Il video di accompagnamento, affidato allo Studio Nubes, è in collaborazione con Urbex Campania, gruppo di incontro per appassionati di urban exploration nei luoghi disabitati e dimenticati dagli uomini ma ancora pulsanti delle loro vite prima che un manto di polvere si posasse ovunque.

L’albergo scelto per la location, ribattezzato Hoverlook Hotel per le similitudini con quello di Shining, si erge un luogo isolato e spettrale, un incendio ha quasi carbonizzato gli interni, dai vetri rotti si insinua sibilando il vento delle montagne, il silenzio rotto dalle voci dei corvi ed il bosco circostante sono quanto di meglio si potesse scegliere per raccontare il pathos del brano stesso: …but land has no memory, and wind just feeds on dust, on pride of erased footsteps and on dispersed clouds. On all blown away marks….

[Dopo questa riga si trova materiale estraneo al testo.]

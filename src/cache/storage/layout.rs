//! Directory layout of the storage root

use std::path::{Component, Path, PathBuf};

use crate::cache::traits::StoreError;
use crate::cache::types::BankKey;

/// Resolves bank keys and bank-relative file paths against a storage root
#[derive(Debug, Clone, PartialEq, Eq)]
pub struct BankLayout {
    storage_root: PathBuf,
}

impl BankLayout {
    pub fn new(storage_root: impl Into<PathBuf>) -> Self {
        Self {
            storage_root: storage_root.into(),
        }
    }

    pub fn storage_root(&self) -> &Path {
        &self.storage_root
    }

    /// `{root}/global/{id}`, `{root}/projects/{id}` or `{root}/code/{id}`
    pub fn bank_root(&self, key: &BankKey) -> PathBuf {
        self.storage_root
            .join(key.bank_type.directory_name())
            .join(&key.bank_id)
    }

    /// Bank root of a key whose id is known to stay below its type directory
    pub fn checked_bank_root(&self, key: &BankKey) -> Result<PathBuf, StoreError> {
        if !is_contained(&key.bank_id) {
            return Err(StoreError::InvalidPath(key.bank_id.clone()));
        }
        Ok(self.bank_root(key))
    }

    /// Absolute path of a bank file, rejecting paths that leave the bank root
    /// or that a reload would not pick up
    pub fn file_path(&self, key: &BankKey, relative: &str) -> Result<PathBuf, StoreError> {
        validate_bank_file(relative)?;
        Ok(self.checked_bank_root(key)?.join(relative))
    }
}

/// Extension of every file that belongs to a bank
pub const BANK_FILE_EXTENSION: &str = "md";

/// Non-empty relative path made only of normal components
fn is_contained(relative: &str) -> bool {
    if relative.trim().is_empty() {
        return false;
    }
    let path = Path::new(relative);
    !path.is_absolute()
        && path
            .components()
            .all(|component| matches!(component, Component::Normal(_)))
}

/// Bank ids become a directory below `{root}/{type}/`.
pub fn validate_bank_id(bank_id: &str) -> Result<(), StoreError> {
    if is_contained(bank_id) {
        Ok(())
    } else {
        Err(StoreError::InvalidPath(bank_id.to_string()))
    }
}

pub fn is_bank_file(relative: &str) -> bool {
    Path::new(relative)
        .extension()
        .and_then(|ext| ext.to_str())
        == Some(BANK_FILE_EXTENSION)
}

/// A relative path that is also a markdown file
pub fn validate_bank_file(relative: &str) -> Result<(), StoreError> {
    validate_relative_path(relative)?;
    if !is_bank_file(relative) {
        return Err(StoreError::InvalidPath(relative.to_string()));
    }
    Ok(())
}

/// Bank files are addressed by non-empty relative paths without `..`.
pub fn validate_relative_path(relative: &str) -> Result<(), StoreError> {
    if relative.trim().is_empty() {
        return Err(StoreError::InvalidPath(relative.to_string()));
    }
    let path = Path::new(relative);
    let escapes = path.components().any(|component| {
        matches!(
            component,
            Component::ParentDir | Component::RootDir | Component::Prefix(_)
        )
    });
    if escapes || path.is_absolute() {
        return Err(StoreError::InvalidPath(relative.to_string()));
    }
    Ok(())
}

#[cfg(test)]
mod tests {
    use super::*;
    use crate::cache::types::BankType;

    #[test]
    fn bank_types_map_to_directories() {
        let layout = BankLayout::new("/data");
        assert_eq!(
            layout.bank_root(&BankKey::new(BankType::Project, "demo")),
            PathBuf::from("/data/projects/demo")
        );
        assert_eq!(
            layout.bank_root(&BankKey::new(BankType::Global, "default")),
            PathBuf::from("/data/global/default")
        );
        assert_eq!(
            layout.bank_root(&BankKey::new(BankType::Code, "repo")),
            PathBuf::from("/data/code/repo")
        );
    }

    #[test]
    fn escaping_paths_are_rejected() {
        let layout = BankLayout::new("/data");
        let key = BankKey::new(BankType::Project, "demo");
        assert!(layout.file_path(&key, "doc/architecture.md").is_ok());
        assert!(layout.file_path(&key, "../other/readme.md").is_err());
        assert!(layout.file_path(&key, "/etc/passwd").is_err());
        assert!(layout.file_path(&key, "").is_err());
    }

    #[test]
    fn only_markdown_files_belong_to_a_bank() {
        let layout = BankLayout::new("/data");
        let key = BankKey::new(BankType::Project, "demo");
        assert!(layout.file_path(&key, "notes.txt").is_err());
        assert!(layout.file_path(&key, "notes").is_err());
        assert!(validate_bank_file("notes/meeting_notes.md").is_ok());
    }

    #[test]
    fn bank_ids_stay_below_their_type_directory() {
        assert!(validate_bank_id("demo").is_ok());
        assert!(validate_bank_id("github.com:org/repo").is_ok());
        for bad in ["", "  ", "..", "../../escaped", "a/../../b", "/tmp/abs", "./demo"] {
            assert!(validate_bank_id(bad).is_err(), "{bad:?} accepted");
        }

        let layout = BankLayout::new("/data");
        let escaping = BankKey::new(BankType::Global, "../outside");
        assert!(layout.checked_bank_root(&escaping).is_err());
        assert!(layout.file_path(&escaping, "context.md").is_err());
    }
}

La band al completo, Michele, Diego e l’ultimo arrivato, il batterista Francesco Giuliano, si trova a suonare in queste stanze deserte, siamo polvere e polvere torneremo, nel frattempo però c’è ancora tanta strada da percorrere, bisogna solo scrollarsi di dosso il passato e guardare avanti con la voglia di rinascere, Alessandra arriva a piccoli passi e illumina a giorno ogni cosa che osserva, eterea regina in un superlativo quadretto gotico.

L’ascolto prosegue con The Unfaithful One, una simil ballad dilatata, cupa e terribilmente profonda il cui refrain è un omaggio al Riccardo II di Shakespeare: …the time is unfaithful itself to whom who abused it, i wasted time and now does time waste me, the sound that tells what hour it is, are noisy groans which strike upon my heart, which is the bell…

E’ il turno di Concrete Hives, senza dubbio la mia traccia preferita, si vaga in un loop emotivo difficilmente traducibile a parole, un tappeto armonico ai confini dello scibile umano sorretto da una sorta di sospensione onirica elevatissima, accoglie le linee vocali di un Michele in stato di grazia, sciamanico e fortemente comunicativo, inevitabile chiudere gli occhi e lasciarsi andare alla volta di terre inesplorate, destinazioni sconosciute, galassie inimmaginabili fino al risveglio in una maestosa apertura inattesa.

Con la title track torna il ritmo martellante, una hit perfetta per i dancefloor più oscuri, A different Blue prosegue nella stessa direzione affidandosi ad un groove di batteria metronomico e una meravigliosa chitarra, languida e suggestiva.

Exile chiude il sipario con l’ipnotica Dust, orazione mantrica sospesa tra arpeggi magistrali e voce baritonale dentro un suono compatto e claustrofobico, la band consegna alla storia un’altra perla rara da aggiungere ad un rosario di piccoli gioielli destinati a rimanere nel tempo.

La cultura esiste solo quando viene vissuta, dicono gli Hapax, cogliendo il senso profondo di questa nostra società che troppo spesso disdegna il mondo dell’arte e della cultura per concentrarsi magari nei cosiddetti non luoghi, quelli dove ci si incontra senza guardarsi negli occhi, dove conta l’apparenza e l’effimero, dove i rapporti umani sono ridotti all’osso, dove siamo soltanto numeri, teste non pensanti, menti ottuse, cervelli fritti.

Il messaggio è crudo, diretto, spiazzante ma molto chiaro, torneremo a civilizzarci solo quando saremo in grado di spendere tempo e denaro nella formazione intellettuale e nel relativo patrimonio di conoscenza, in caso contrario non avremo speranze.

Un disco concettualmente elevato, ricco di intime ispirazioni e testi importanti sublimati da un sound solido e ormai inconfondibile: gli Hapax sono tornati ed è impossibile non accorgersene.